→ Assigned task
Say how many lines of the listing below hold the word "RelayType". Give only that number.

→ Provided material
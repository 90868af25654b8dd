//! Relay registry: in-memory catalog of known relays
//!
//! Entries keep their insertion order; relay selection policies break ties
//! by it.

use super::types::{RelayId, RelayInfo, RelayType};
use crate::error::RelayError;
use parking_lot::RwLock;
use std::time::Duration;
use tracing::{debug, info};

#[derive(Debug, Clone)]
struct RegistryEntry {
    info: RelayInfo,
    /// Monotonic counter value at the most recent connect
    connect_seq: u64,
}

#[derive(Debug, Default)]
struct RegistryState {
    entries: Vec<RegistryEntry>,
    connect_seq: u64,
}

/// Catalog of relay peers and their connection state
#[derive(Debug, Default)]
pub struct RelayRegistry {
    state: RwLock<RegistryState>,
    unique_addresses: bool,
}

impl RelayRegistry {
    /// Create a registry that allows several entries per address
    pub fn new() -> Self {
        Self::default()
    }

    /// Create a registry that rejects duplicate addresses
    pub fn with_unique_addresses() -> Self {
        Self {
            state: RwLock::new(RegistryState::default()),
            unique_addresses: true,
        }
    }

    /// Register a relay and return its fresh id
    pub fn add(&self, address: &str, relay_type: RelayType) -> Result<RelayId, RelayError> {
        let mut state = self.state.write();
        if self.unique_addresses && state.entries.iter().any(|e| e.info.address == address) {
            return Err(RelayError::DuplicateRelay(address.to_string()));
        }

        let info = RelayInfo::new(address.to_string(), relay_type);
        let id = info.id.clone();
        state.entries.push(RegistryEntry {
            info,
            connect_seq: 0,
        });
        info!("Relay registered: {} ({}) at {}", id, relay_type, address);
        Ok(id)
    }

    /// Remove a relay. Returns the removed entry; `None` when the id is
    /// unknown or the relay is a bootstrap relay.
    pub fn remove(&self, id: &RelayId) -> Option<RelayInfo> {
        let mut state = self.state.write();
        let index = state.entries.iter().position(|e| &e.info.id == id)?;
        if state.entries[index].info.relay_type == RelayType::Bootstrap {
            debug!("Refusing to remove bootstrap relay {}", id);
            return None;
        }
        let removed = state.entries.remove(index).info;
        info!("Relay removed: {}", id);
        Some(removed)
    }

    pub fn get(&self, id: &RelayId) -> Option<RelayInfo> {
        self.state
            .read()
            .entries
            .iter()
            .find(|e| &e.info.id == id)
            .map(|e| e.info.clone())
    }

    pub fn contains(&self, id: &RelayId) -> bool {
        self.state.read().entries.iter().any(|e| &e.info.id == id)
    }

    /// First relay registered at `address`
    pub fn find_by_address(&self, address: &str) -> Option<RelayInfo> {
        self.state
            .read()
            .entries
            .iter()
            .find(|e| e.info.address == address)
            .map(|e| e.info.clone())
    }

    /// All relays, in insertion order
    pub fn all(&self) -> Vec<RelayInfo> {
        self.state.read().entries.iter().map(|e| e.info.clone()).collect()
    }

    /// Connected relays, in insertion order
    pub fn connected(&self) -> Vec<RelayInfo> {
        self.state
            .read()
            .entries
            .iter()
            .filter(|e| e.info.is_connected)
            .map(|e| e.info.clone())
            .collect()
    }

    pub fn connected_count(&self) -> usize {
        self.state
            .read()
            .entries
            .iter()
            .filter(|e| e.info.is_connected)
            .count()
    }

    pub fn len(&self) -> usize {
        self.state.read().entries.len()
    }

    pub fn is_empty(&self) -> bool {
        self.state.read().entries.is_empty()
    }

    /// Mark a relay connected. Returns `true` if the state changed.
    pub fn mark_connected(&self, id: &RelayId, timestamp: u64) -> bool {
        let mut state = self.state.write();
        state.connect_seq += 1;
        let seq = state.connect_seq;
        match state.entries.iter_mut().find(|e| &e.info.id == id) {
            Some(entry) if !entry.info.is_connected => {
                entry.info.is_connected = true;
                entry.info.connected_at = Some(timestamp);
                entry.info.last_seen = Some(timestamp);
                entry.connect_seq = seq;
                true
            }
            _ => false,
        }
    }

    /// Mark a relay disconnected. Returns `true` if the state changed.
    pub fn mark_disconnected(&self, id: &RelayId) -> bool {
        let mut state = self.state.write();
        match state.entries.iter_mut().find(|e| &e.info.id == id) {
            Some(entry) if entry.info.is_connected => {
                entry.info.is_connected = false;
                true
            }
            _ => false,
        }
    }

    /// Record traffic from a relay
    pub fn touch(&self, id: &RelayId, timestamp: u64) {
        if let Some(entry) = self.state.write().entries.iter_mut().find(|e| &e.info.id == id) {
            entry.info.last_seen = Some(timestamp);
        }
    }

    /// Record an observed round-trip time
    pub fn record_latency(&self, id: &RelayId, rtt: Duration) {
        if let Some(entry) = self.state.write().entries.iter_mut().find(|e| &e.info.id == id) {
            entry.info.latency = Some(rtt);
        }
    }

    /// Pick the relay a new route should use.
    ///
    /// Lowest observed latency when any connected relay has one, otherwise the
    /// most recently connected relay. Ties go to the earlier registration.
    pub fn select_for_route(&self) -> Option<RelayInfo> {
        let state = self.state.read();
        let connected: Vec<&RegistryEntry> =
            state.entries.iter().filter(|e| e.info.is_connected).collect();

        let with_latency = connected
            .iter()
            .filter_map(|e| e.info.latency.map(|rtt| (rtt, *e)));
        let mut best: Option<(Duration, &RegistryEntry)> = None;
        for (rtt, entry) in with_latency {
            if best.map_or(true, |(best_rtt, _)| rtt < best_rtt) {
                best = Some((rtt, entry));
            }
        }
        if let Some((_, entry)) = best {
            return Some(entry.info.clone());
        }

        let mut newest: Option<&RegistryEntry> = None;
        for entry in connected {
            if newest.map_or(true, |n| entry.connect_seq > n.connect_seq) {
                newest = Some(entry);
            }
        }
        newest.map(|e| e.info.clone())
    }

    /// First unconnected relay by type preference: bootstrap, public, private
    pub fn select_unconnected(&self, exclude: &[RelayId]) -> Option<RelayInfo> {
        let state = self.state.read();
        [RelayType::Bootstrap, RelayType::Public, RelayType::Private]
            .iter()
            .find_map(|relay_type| {
                state.entries.iter().find(|e| {
                    e.info.relay_type == *relay_type
                        && !e.info.is_connected
                        && !exclude.contains(&e.info.id)
                })
            })
            .map(|e| e.info.clone())
    }
}

// ============================================================================
// TESTS
// ============================================================================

→ Result of the exercise
4